After more than a year of mulling their options, the owners of the defunct mill property in Newberg have renewed their plans to sell the site.
This news comes months after the city formed a subcommittee essentially asking the Atlanta-based company to give up the vacant WestRock property.
The mill has been closed since January 2016, about five months after the Atlanta-based company purchased it in a deal that included a second mill. The company initially said it would make improvements to the facility to make it more viable, but then suddenly shuttered the facility, first laying off its more than 200 workers than firing them outright a few months later.
City officials have recently been meeting with WestRock officials about the future of the mill, although the Newberg City Council had already begun moving forward with a plan to update the zoning of the site to allow additional uses. WestRock officials had said they wanted to leave the site alone.
This is not the first time the mill site has been for sale. It was listed with Colliers International soon after its closure and remained there until May 2018. The company sought an $8.25 million contract with the caveat that the paper-making machinery inside be destroyed.
The company received at least three sales offers for the facility, including from an Idaho company that wanted to demolish the mill for the scrap metal but later withdrew its offer. Two other paper companies made unsuccessful offers to purchase the plant for undisclosed prices as well.
Newberg Community Development Director Doug Rux said that in May 2018 "WestRock stepped back and were re-evaluating their options." On Monday, the company announced it was putting the mill site back on the market.
John Pensec, director of corporate communications for the company, said in a conference call the paper-making giant had been considering its options for the property and had determined the best course was to try to sell the property again.
"We've been encouraged by the interest in the property and think there's a great opportunity for someone to redevelop it," Pensec said.
In a press release, WestRock Senior Vice President and Treasurer John Stakel said after discussions with the city, they believe selling it for a possible mixed-use development will provide the best value for WestRock and Newberg.
"(We) believe there is a great opportunity for a buyer to completely redevelop the property in line with the city's proposed riverfront master plan and for the long-term benefit of local residents," Stakel said. "We have been fortunate that over the last several months, we have been able to repurpose some of the paper-making equipment and components at our Newberg site for use in several of our other facilities."

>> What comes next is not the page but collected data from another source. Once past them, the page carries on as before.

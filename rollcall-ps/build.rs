//! Stamps rollcall-ps with the version info logged at startup
//! (`GIT_HASH`, `BUILD_TIMESTAMP`, `BUILD_PROFILE`).

use std::process::Command;

fn git(args: &[&str]) -> Option<String> {
    let output = Command::new("git").args(args).output().ok()?;
    if !output.status.success() {
        return None;
    }
    let text = String::from_utf8(output.stdout).ok()?;
    Some(text.trim().to_string()).filter(|t| !t.is_empty())
}

fn main() {
    // Rebuild when the checked-out commit moves
    println!("cargo:rerun-if-changed=../.git/HEAD");
    println!("cargo:rerun-if-changed=build.rs");

    let revision = git(&["describe", "--always", "--dirty", "--abbrev=8"])
        .unwrap_or_else(|| "unknown".to_string());
    let built_at = chrono::Utc::now().to_rfc3339_opts(chrono::SecondsFormat::Secs, true);
    let profile = std::env::var("PROFILE").unwrap_or_else(|_| "unknown".to_string());

    println!("cargo:rustc-env=GIT_HASH={revision}");
    println!("cargo:rustc-env=BUILD_TIMESTAMP={built_at}");
    println!("cargo:rustc-env=BUILD_PROFILE={profile}");
}
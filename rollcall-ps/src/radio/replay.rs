//! Radio that replays discoveries recorded as JSON lines
//!
//! Each line is one discovery plus the delay after scan start at which it is
//! delivered:
//!
//! ```text
//! {"after_ms": 120, "device_id": "AA:BB:CC:01", "name": "Teacher-t1", "rssi": -62}
//! {"after_ms": 480, "device_id": "AA:BB:CC:02", "name": "Teacher-t2", "rssi": -81}
//! ```

use async_trait::async_trait;
use serde::Deserialize;
use std::path::Path;
use std::sync::Mutex;
use std::time::Duration;
use tokio::sync::mpsc;
use tokio::task::JoinHandle;
use tokio::time::Instant;
use tracing::{debug, warn};

use super::{Capability, Discovery, RadioAdapter};
use crate::error::ScanError;

#[derive(Debug, Deserialize)]
struct ReplayLine {
    #[serde(default)]
    after_ms: u64,
    #[serde(flatten)]
    discovery: Discovery,
}

/// Replays a capture file; grants every permission
pub struct ReplayRadio {
    entries: Vec<(Duration, Discovery)>,
    task: Mutex<Option<JoinHandle<()>>>,
}

impl ReplayRadio {
    /// Parse a capture. Blank lines and `#` comments are skipped; malformed
    /// lines are logged and skipped.
    pub fn from_jsonl(content: &str) -> Self {
        let mut entries = Vec::new();
        for (index, line) in content.lines().enumerate() {
            let line = line.trim();
            if line.is_empty() || line.starts_with('#') {
                continue;
            }
            match serde_json::from_str::<ReplayLine>(line) {
                Ok(parsed) => {
                    entries.push((Duration::from_millis(parsed.after_ms), parsed.discovery))
                }
                Err(e) => warn!(line = index + 1, error = %e, "Skipping malformed replay line"),
            }
        }
        entries.sort_by_key(|(after, _)| *after);
        Self {
            entries,
            task: Mutex::new(None),
        }
    }

    pub async fn from_file(path: &Path) -> std::io::Result<Self> {
        let content = tokio::fs::read_to_string(path).await?;
        Ok(Self::from_jsonl(&content))
    }

    pub fn len(&self) -> usize {
        self.entries.len()
    }

    pub fn is_empty(&self) -> bool {
        self.entries.is_empty()
    }
}

#[async_trait]
impl RadioAdapter for ReplayRadio {
    async fn request_permission(&self, _capability: Capability) -> bool {
        true
    }

    async fn is_powered_on(&self) -> bool {
        true
    }

    async fn start_discovery(&self, sink: mpsc::Sender<Discovery>) -> Result<(), ScanError> {
        let entries = self.entries.clone();
        let handle = tokio::spawn(async move {
            let started = Instant::now();
            for (after, discovery) in entries {
                tokio::time::sleep_until(started + after).await;
                debug!(device_id = %discovery.device_id, "Replaying discovery");
                if sink.send(discovery).await.is_err() {
                    break;
                }
            }
        });

        let previous = self
            .task
            .lock()
            .unwrap_or_else(|e| e.into_inner())
            .replace(handle);
        if let Some(previous) = previous {
            previous.abort();
        }
        Ok(())
    }

    fn stop_discovery(&self) {
        if let Some(task) = self.task.lock().unwrap_or_else(|e| e.into_inner()).take() {
            task.abort();
        }
    }
}
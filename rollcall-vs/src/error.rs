//! Error types for rollcall-vs
//!
//! Every error leaves the service as
//! `{"error": {"code", "message", "retryable"}}` so clients can tell
//! "try again" apart from "does not match".

use axum::{
    http::StatusCode,
    response::{IntoResponse, Response},
    Json,
};
use serde_json::json;
use thiserror::Error;
use tracing::error;

use crate::coordinator::VerificationError;
use crate::ledger::LedgerError;

/// API error type
#[derive(Debug, Error)]
pub enum ApiError {
    /// Malformed or incomplete request (400)
    #[error("Invalid request: {0}")]
    InvalidRequest(String),

    /// Missing or bad credentials (401)
    #[error("Unauthorized: {0}")]
    Unauthorized(String),

    /// Authenticated but not allowed (403)
    #[error("Forbidden: {0}")]
    Forbidden(String),

    /// Body over the configured sample limit (413)
    #[error("Payload too large: {0}")]
    PayloadTooLarge(String),

    /// Verification or ledger outcome (status depends on the variant)
    #[error(transparent)]
    Verification(#[from] VerificationError),

    /// Internal server error (500)
    #[error("Internal server error: {0}")]
    Internal(String),

    /// rollcall-common error
    #[error("Common error: {0}")]
    Common(#[from] rollcall_common::Error),
}

impl From<LedgerError> for ApiError {
    fn from(err: LedgerError) -> Self {
        match err {
            LedgerError::Forbidden(msg) => ApiError::Forbidden(msg),
            other => ApiError::Verification(other.into()),
        }
    }
}

impl ApiError {
    /// Status, machine code, and whether resubmitting may help
    fn classify(&self) -> (StatusCode, &'static str, bool) {
        match self {
            ApiError::InvalidRequest(_) => (StatusCode::BAD_REQUEST, "INVALID_REQUEST", false),
            ApiError::Unauthorized(_) => (StatusCode::UNAUTHORIZED, "UNAUTHORIZED", false),
            ApiError::Forbidden(_) => (StatusCode::FORBIDDEN, "FORBIDDEN", false),
            ApiError::PayloadTooLarge(_) => {
                (StatusCode::PAYLOAD_TOO_LARGE, "PAYLOAD_TOO_LARGE", false)
            }
            ApiError::Internal(_) | ApiError::Common(_) => {
                (StatusCode::INTERNAL_SERVER_ERROR, "INTERNAL_ERROR", false)
            }
            ApiError::Verification(err) => match err {
                VerificationError::InvalidRequest(_) => {
                    (StatusCode::BAD_REQUEST, "INVALID_REQUEST", false)
                }
                VerificationError::NotAuthorized(_) => {
                    (StatusCode::FORBIDDEN, "FORBIDDEN", false)
                }
                VerificationError::VerificationInProgress(_) => {
                    (StatusCode::CONFLICT, "VERIFICATION_IN_PROGRESS", false)
                }
                VerificationError::Worker(_) => {
                    (StatusCode::SERVICE_UNAVAILABLE, "VERIFICATION_UNAVAILABLE", true)
                }
                VerificationError::Rejected(_) => {
                    (StatusCode::UNPROCESSABLE_ENTITY, "REJECTED", false)
                }
                VerificationError::DuplicateAttendance { .. } => {
                    (StatusCode::CONFLICT, "DUPLICATE_ATTENDANCE", false)
                }
                VerificationError::StorageUnavailable(_) => {
                    (StatusCode::SERVICE_UNAVAILABLE, "STORAGE_UNAVAILABLE", true)
                }
                VerificationError::Cancelled => (StatusCode::CONFLICT, "CANCELLED", false),
                VerificationError::Internal(_) => {
                    (StatusCode::INTERNAL_SERVER_ERROR, "INTERNAL_ERROR", false)
                }
            },
        }
    }

    /// Text shown to the user. Worker-boundary details stay in the log.
    fn public_message(&self) -> String {
        match self {
            ApiError::Verification(VerificationError::Worker(_)) => {
                "Could not verify right now, please try again".to_string()
            }
            ApiError::Verification(VerificationError::Rejected(_)) => {
                "Verification failed, does not match".to_string()
            }
            ApiError::Verification(VerificationError::StorageUnavailable(_)) => {
                "Verified, but attendance could not be saved; please try again".to_string()
            }
            ApiError::Internal(_)
            | ApiError::Common(_)
            | ApiError::Verification(VerificationError::Internal(_)) => {
                "Internal server error".to_string()
            }
            other => other.to_string(),
        }
    }
}

impl IntoResponse for ApiError {
    fn into_response(self) -> Response {
        let (status, code, retryable) = self.classify();
        if status.is_server_error() {
            error!(%code, error = %self, "Request failed");
        }

        let body = Json(json!({
            "error": {
                "code": code,
                "message": self.public_message(),
                "retryable": retryable,
            }
        }));

        (status, body).into_response()
    }
}

/// Result type for API handlers
pub type ApiResult<T> = Result<T, ApiError>;

#[cfg(test)]
mod tests {
    use super::*;
    use crate::worker::WorkerFailure;

    #[test]
    fn test_rejected_is_not_retryable() {
        let err = ApiError::from(VerificationError::Rejected("no".to_string()));
        let (status, code, retryable) = err.classify();
        assert_eq!(status, StatusCode::UNPROCESSABLE_ENTITY);
        assert_eq!(code, "REJECTED");
        assert!(!retryable);
        assert_eq!(err.public_message(), "Verification failed, does not match");
    }

    #[test]
    fn test_worker_failure_hides_detail() {
        let err = ApiError::from(VerificationError::Worker(WorkerFailure::ProcessLaunch(
            "/opt/secret/path: not found".to_string(),
        )));
        let (status, _, retryable) = err.classify();
        assert_eq!(status, StatusCode::SERVICE_UNAVAILABLE);
        assert!(retryable);
        assert!(!err.public_message().contains("secret"));
    }

    #[test]
    fn test_ledger_forbidden_maps_to_403() {
        let err = ApiError::from(LedgerError::Forbidden("nope".to_string()));
        assert_eq!(err.classify().0, StatusCode::FORBIDDEN);
    }

    #[test]
    fn test_duplicate_maps_to_409() {
        let err = ApiError::from(LedgerError::DuplicateAttendance {
            subject_id: "s1".to_string(),
            course_id: "c1".to_string(),
            day: "2024-03-01".to_string(),
        });
        assert_eq!(err.classify(), (StatusCode::CONFLICT, "DUPLICATE_ATTENDANCE", false));
    }
}
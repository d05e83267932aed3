//! Scan session state: discovered beacons, classification and ranking

use chrono::{DateTime, Utc};
use serde::{Deserialize, Serialize};
use std::collections::{HashMap, VecDeque};

/// A beacon heard during the current session
#[derive(Debug, Clone, PartialEq, Eq, Serialize, Deserialize)]
#[serde(rename_all = "camelCase")]
pub struct BeaconCandidate {
    pub device_id: String,
    pub display_name: String,
    /// Latest RSSI reading (dBm, more negative is weaker)
    pub signal_strength: i16,
}

/// Result of comparing a reading against the proximity threshold
#[derive(Debug, Clone, Copy, PartialEq, Eq, Serialize, Deserialize)]
#[serde(rename_all = "snake_case")]
pub enum Proximity {
    InProximity,
    OutOfProximity,
}

/// Single monotonic comparison, no hysteresis. A reading equal to the
/// threshold is in proximity.
pub fn classify(signal_strength: i16, threshold: i16) -> Proximity {
    if signal_strength >= threshold {
        Proximity::InProximity
    } else {
        Proximity::OutOfProximity
    }
}

#[derive(Debug, Clone)]
struct TrackedCandidate {
    candidate: BeaconCandidate,
    /// Discovery order, used as the ranking tie-break
    order: u64,
    readings: VecDeque<i16>,
}

/// One discovery window's worth of state
///
/// Keyed by device id. Rediscovery overwrites the signal strength only; the
/// display name recorded at first discovery is kept.
#[derive(Debug, Clone)]
pub struct ScanSession {
    active: bool,
    started_at: DateTime<Utc>,
    discovered: HashMap<String, TrackedCandidate>,
    next_order: u64,
    smoothing_window: usize,
}

impl ScanSession {
    /// `smoothing_window` of 0 or 1 classifies on the latest reading alone
    pub fn new(started_at: DateTime<Utc>, smoothing_window: usize) -> Self {
        Self {
            active: true,
            started_at,
            discovered: HashMap::new(),
            next_order: 0,
            smoothing_window: smoothing_window.max(1),
        }
    }

    pub fn is_active(&self) -> bool {
        self.active
    }

    pub fn started_at(&self) -> DateTime<Utc> {
        self.started_at
    }

    pub fn len(&self) -> usize {
        self.discovered.len()
    }

    pub fn is_empty(&self) -> bool {
        self.discovered.is_empty()
    }

    /// Freeze the session. Later upserts are ignored.
    pub fn deactivate(&mut self) {
        self.active = false;
    }

    /// Insert or refresh a candidate. Returns the stored candidate, or `None`
    /// when the session is no longer active.
    pub fn upsert(
        &mut self,
        device_id: &str,
        display_name: &str,
        signal_strength: i16,
    ) -> Option<BeaconCandidate> {
        if !self.active {
            return None;
        }

        let window = self.smoothing_window;
        if !self.discovered.contains_key(device_id) {
            self.discovered.insert(
                device_id.to_string(),
                TrackedCandidate {
                    candidate: BeaconCandidate {
                        device_id: device_id.to_string(),
                        display_name: display_name.to_string(),
                        signal_strength,
                    },
                    order: self.next_order,
                    readings: VecDeque::with_capacity(window),
                },
            );
            self.next_order += 1;
        }

        let tracked = self.discovered.get_mut(device_id)?;
        tracked.candidate.signal_strength = signal_strength;
        tracked.readings.push_back(signal_strength);
        while tracked.readings.len() > window {
            tracked.readings.pop_front();
        }

        Some(tracked.candidate.clone())
    }

    pub fn get(&self, device_id: &str) -> Option<&BeaconCandidate> {
        self.discovered.get(device_id).map(|t| &t.candidate)
    }

    /// All candidates in discovery order
    pub fn candidates(&self) -> Vec<BeaconCandidate> {
        let mut tracked: Vec<&TrackedCandidate> = self.discovered.values().collect();
        tracked.sort_by_key(|t| t.order);
        tracked.into_iter().map(|t| t.candidate.clone()).collect()
    }

    /// Strength used for classification: the mean of the retained readings,
    /// which is just the latest reading when smoothing is off
    pub fn effective_strength(&self, device_id: &str) -> Option<i16> {
        let tracked = self.discovered.get(device_id)?;
        Some(effective(tracked))
    }

    pub fn classify(&self, device_id: &str, threshold: i16) -> Option<Proximity> {
        self.effective_strength(device_id)
            .map(|strength| classify(strength, threshold))
    }

    /// In-proximity candidates, strongest first. Equal strengths keep
    /// discovery order (first discovered ranks higher).
    pub fn ranked(&self, threshold: i16) -> Vec<BeaconCandidate> {
        let mut passing: Vec<(i16, u64, &BeaconCandidate)> = self
            .discovered
            .values()
            .map(|t| (effective(t), t.order, &t.candidate))
            .filter(|(strength, _, _)| classify(*strength, threshold) == Proximity::InProximity)
            .collect();
        passing.sort_by(|a, b| b.0.cmp(&a.0).then(a.1.cmp(&b.1)));
        passing.into_iter().map(|(_, _, c)| c.clone()).collect()
    }

    /// Strongest in-proximity candidate; `None` when nothing passes
    pub fn best_candidate(&self, threshold: i16) -> Option<BeaconCandidate> {
        self.ranked(threshold).into_iter().next()
    }
}

fn effective(tracked: &TrackedCandidate) -> i16 {
    if tracked.readings.len() <= 1 {
        return tracked.candidate.signal_strength;
    }
    let sum: i32 = tracked.readings.iter().map(|r| i32::from(*r)).sum();
    let mean = f64::from(sum) / tracked.readings.len() as f64;
    mean.round() as i16
}
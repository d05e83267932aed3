//! Health check endpoint

use axum::{extract::State, routing::get, Json, Router};
use serde::Serialize;

use crate::AppState;

#[derive(Debug, Serialize)]
pub struct HealthResponse {
    pub status: String,
    pub module: String,
    pub version: String,
    pub uptime_seconds: i64,
    /// Verify/enroll attempts currently running
    pub in_flight: usize,
}

/// GET /health
///
/// Does not require authentication.
pub async fn health_check(State(state): State<AppState>) -> Json<HealthResponse> {
    let uptime = chrono::Utc::now() - state.startup_time;
    Json(HealthResponse {
        status: "ok".to_string(),
        module: "rollcall-vs".to_string(),
        version: env!("CARGO_PKG_VERSION").to_string(),
        uptime_seconds: uptime.num_seconds(),
        in_flight: state.coordinator.in_flight_count(),
    })
}

pub fn health_routes() -> Router<AppState> {
    Router::new().route("/health", get(health_check))
}
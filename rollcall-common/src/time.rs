//! Timestamp utilities

use chrono::{DateTime, NaiveDate, Utc};

/// Get current UTC timestamp
pub fn now() -> DateTime<Utc> {
    Utc::now()
}

/// Convert milliseconds to duration
pub fn millis_to_duration(millis: u64) -> std::time::Duration {
    std::time::Duration::from_millis(millis)
}

/// Current time as Unix epoch milliseconds
pub fn now_millis() -> i64 {
    Utc::now().timestamp_millis()
}

/// Calendar day (UTC) a timestamp falls on, as `YYYY-MM-DD`
///
/// This is the day key the ledger uses for its one-present-record-per-day rule.
pub fn calendar_day(timestamp: &DateTime<Utc>) -> String {
    timestamp.date_naive().format("%Y-%m-%d").to_string()
}

/// Parse a `YYYY-MM-DD` date or an RFC 3339 timestamp
///
/// A bare date is interpreted as midnight UTC when `end_of_day` is false and as
/// the last millisecond of that day otherwise, so `?endDate=2024-03-01` is
/// inclusive.
pub fn parse_date_bound(value: &str, end_of_day: bool) -> Option<DateTime<Utc>> {
    if let Ok(dt) = DateTime::parse_from_rfc3339(value) {
        return Some(dt.with_timezone(&Utc));
    }
    let date = NaiveDate::parse_from_str(value, "%Y-%m-%d").ok()?;
    let naive = if end_of_day {
        date.and_hms_milli_opt(23, 59, 59, 999)?
    } else {
        date.and_hms_opt(0, 0, 0)?
    };
    Some(naive.and_utc())
}
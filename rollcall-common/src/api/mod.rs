//! Caller authentication shared by rollcall services

pub mod auth;

pub use auth::{
    calculate_signature, issue_token, to_canonical_json, validate_token, ApiAuthError, Claims,
    Role,
};
//! Attendance endpoints: verify, cancel, manual entry, history

use axum::{
    extract::{rejection::JsonRejection, Query, State},
    http::StatusCode,
    routing::{get, post},
    Json, Router,
};
use base64::engine::general_purpose::STANDARD;
use base64::Engine;
use serde::{Deserialize, Serialize};
use tracing::info;
use uuid::Uuid;

use rollcall_common::models::{
    AttendanceFilter, AttendanceRecord, AttendanceStatus, VerificationMethod,
};
use rollcall_common::api::Role;
use rollcall_common::time::parse_date_bound;

use crate::api::Caller;
use crate::coordinator::VerificationRequest;
use crate::error::{ApiError, ApiResult};
use crate::ledger::LedgerScope;
use crate::AppState;

/// POST /api/attendance/verify body
#[derive(Debug, Deserialize)]
#[serde(rename_all = "camelCase")]
pub struct VerifyBody {
    #[serde(default)]
    pub face_data: String,
    #[serde(default)]
    pub teacher_id: String,
    #[serde(default)]
    pub course_id: String,
    #[serde(default)]
    pub location: Option<String>,
}

#[derive(Debug, Serialize, Deserialize)]
#[serde(rename_all = "camelCase")]
pub struct VerifyResponse {
    pub attendance_id: Uuid,
    pub confidence: f64,
}

#[derive(Debug, Serialize, Deserialize)]
pub struct CancelResponse {
    pub cancelled: bool,
}

/// POST /api/attendance/manual body
#[derive(Debug, Deserialize)]
#[serde(rename_all = "camelCase")]
pub struct ManualBody {
    pub student_id: String,
    pub course_id: String,
    pub status: AttendanceStatus,
    #[serde(default)]
    pub location: Option<String>,
}

#[derive(Debug, Serialize, Deserialize)]
#[serde(rename_all = "camelCase")]
pub struct ManualResponse {
    pub attendance_id: Uuid,
}

/// GET /api/attendance/history query
#[derive(Debug, Default, Deserialize)]
#[serde(rename_all = "camelCase")]
pub struct HistoryQuery {
    pub course_id: Option<String>,
    pub start_date: Option<String>,
    pub end_date: Option<String>,
    /// Teachers may narrow to one student
    pub student_id: Option<String>,
}

/// Decode a base64 sample, tolerating a `data:...;base64,` prefix
pub(crate) fn decode_sample(face_data: &str) -> Result<Vec<u8>, ApiError> {
    let encoded = match face_data.split_once(";base64,") {
        Some((prefix, rest)) if prefix.starts_with("data:") => rest,
        _ => face_data,
    };
    STANDARD
        .decode(encoded.trim())
        .map_err(|e| ApiError::InvalidRequest(format!("faceData is not valid base64: {}", e)))
}

pub(crate) fn json_body<T>(payload: Result<Json<T>, JsonRejection>) -> Result<T, ApiError> {
    payload.map(|Json(body)| body).map_err(|rejection| {
        if rejection.status() == StatusCode::PAYLOAD_TOO_LARGE {
            ApiError::PayloadTooLarge(rejection.body_text())
        } else {
            ApiError::InvalidRequest(rejection.body_text())
        }
    })
}

/// POST /api/attendance/verify
pub async fn verify(
    State(state): State<AppState>,
    caller: Caller,
    payload: Result<Json<VerifyBody>, JsonRejection>,
) -> ApiResult<(StatusCode, Json<VerifyResponse>)> {
    let subject_id = caller.require_student()?;
    let body = json_body(payload)?;
    let sample = decode_sample(&body.face_data)?;

    let request = VerificationRequest::new(
        subject_id,
        body.teacher_id,
        body.course_id,
        sample,
        body.location.filter(|l| !l.is_empty()),
    );
    let receipt = state.coordinator.verify(subject_id, request).await?;

    Ok((
        StatusCode::CREATED,
        Json(VerifyResponse {
            attendance_id: receipt.attendance_id,
            confidence: receipt.confidence,
        }),
    ))
}

/// DELETE /api/attendance/verify
///
/// Cancels the caller's own in-flight verification.
pub async fn cancel_verification(
    State(state): State<AppState>,
    caller: Caller,
) -> ApiResult<(StatusCode, Json<CancelResponse>)> {
    let subject_id = caller.require_student()?;
    let cancelled = state.coordinator.cancel(subject_id);
    Ok((StatusCode::ACCEPTED, Json(CancelResponse { cancelled })))
}

/// POST /api/attendance/manual
///
/// Teacher entry; the teacher becomes the record's target.
pub async fn mark_manual(
    State(state): State<AppState>,
    caller: Caller,
    payload: Result<Json<ManualBody>, JsonRejection>,
) -> ApiResult<(StatusCode, Json<ManualResponse>)> {
    let teacher_id = caller.require_teacher()?;
    let body = json_body(payload)?;

    if body.student_id.trim().is_empty() || body.course_id.trim().is_empty() {
        return Err(ApiError::InvalidRequest(
            "studentId and courseId are required".to_string(),
        ));
    }

    let record = AttendanceRecord::new(
        body.student_id,
        teacher_id,
        body.course_id,
        body.status,
        VerificationMethod::Manual,
        body.location.filter(|l| !l.is_empty()),
    );
    info!(
        teacher_id = %teacher_id,
        subject_id = %record.subject_id,
        status = %record.status,
        "Manual attendance entry"
    );
    let attendance_id = state.ledger.append(record).await?;

    Ok((StatusCode::CREATED, Json(ManualResponse { attendance_id })))
}

/// GET /api/attendance/history
///
/// Students see their own records, teachers the records attributed to them.
pub async fn history(
    State(state): State<AppState>,
    caller: Caller,
    Query(query): Query<HistoryQuery>,
) -> ApiResult<Json<Vec<AttendanceRecord>>> {
    let from = parse_bound(query.start_date.as_deref(), "startDate", false)?;
    let to = parse_bound(query.end_date.as_deref(), "endDate", true)?;

    let scope = match caller.role {
        Role::Student => LedgerScope::Subject(caller.user_id.clone()),
        Role::Teacher => LedgerScope::Target(caller.user_id.clone()),
    };
    let filter = AttendanceFilter {
        course_id: query.course_id.filter(|c| !c.is_empty()),
        from,
        to,
        subject_id: query.student_id.filter(|s| !s.is_empty()),
        target_id: None,
    };

    let records = state.ledger.query(&scope, &filter).await?;
    Ok(Json(records))
}

fn parse_bound(
    value: Option<&str>,
    name: &str,
    end_of_day: bool,
) -> Result<Option<chrono::DateTime<chrono::Utc>>, ApiError> {
    match value.filter(|v| !v.is_empty()) {
        None => Ok(None),
        Some(v) => parse_date_bound(v, end_of_day)
            .map(Some)
            .ok_or_else(|| ApiError::InvalidRequest(format!("{} is not a date: {}", name, v))),
    }
}

pub fn attendance_routes() -> Router<AppState> {
    Router::new()
        .route(
            "/api/attendance/verify",
            post(verify).delete(cancel_verification),
        )
        .route("/api/attendance/manual", post(mark_manual))
        .route("/api/attendance/history", get(history))
}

Newberg Mayor Rick Rogers said this was a "tremendously exciting opportunity for the city" and that the city was deficient in both industrial and commercial land and selling the mill site was an opportunity to address that.
"We applaud WestRock's collaboration and partnership in the Riverfront Master Plan process and willingness to look at different options for the site, including possibly donating a small portion of the site, Rogers Landing, for public use," the mayor said in a release. "We look forward to working with WestRock and potential buyers as WestRock markets the property. The redevelopment of this important site will be key to the economic revitalization of the riverfront and Newberg."
Pensec said the company hopes to sell the property "fairly quick," but that there wasn't a buyer lined up as of yet.
"When people see the property they will realize there's a lot of opportunity with this property," he said, adding that the sale of the mill will also be a benefit to the residents of Newberg.
Both Pensec and Rux characterized the company's relationship with the city as a partnership.
"It's one we value," Pensec said. "We think it's the right opportunity for us and for the city and we think there's a lot of value in redeveloping that."
Rux said this was important to the city's ongoing effort to finalize its riverfront master plan, which is slated for a September completion date.
WestRock had previously indicated they wanted to keep the mill zoned for industrial uses, with little or no public access on the property. The citizens' advisory committee sought to allow mixed use developments at the mill.
Over the winter, Rogers sent letters to WestRock regarding the property, although most went unanswered.
WestRock officials said last summer they would be open to selling the mill to another mill operator rather than demolishing the equipment. However, two potential buyers were reportedly given the cold shoulder. Some detractors claimed WestRock was simply biding its time while its bid to purchase Keystone Paper and Packing Co. was reviewed. The AWPPW submitted a complaint in the spring to the antitrust division of the U.S. Department of Justice, arguing that WestRock's then-pending sale of the Newberg mill to a scrapper indicated it wanted to reduce competition.
The move led to several of Oregon's congressional delegation to pen a letter expressing concerns over the mill and WestRock's practices.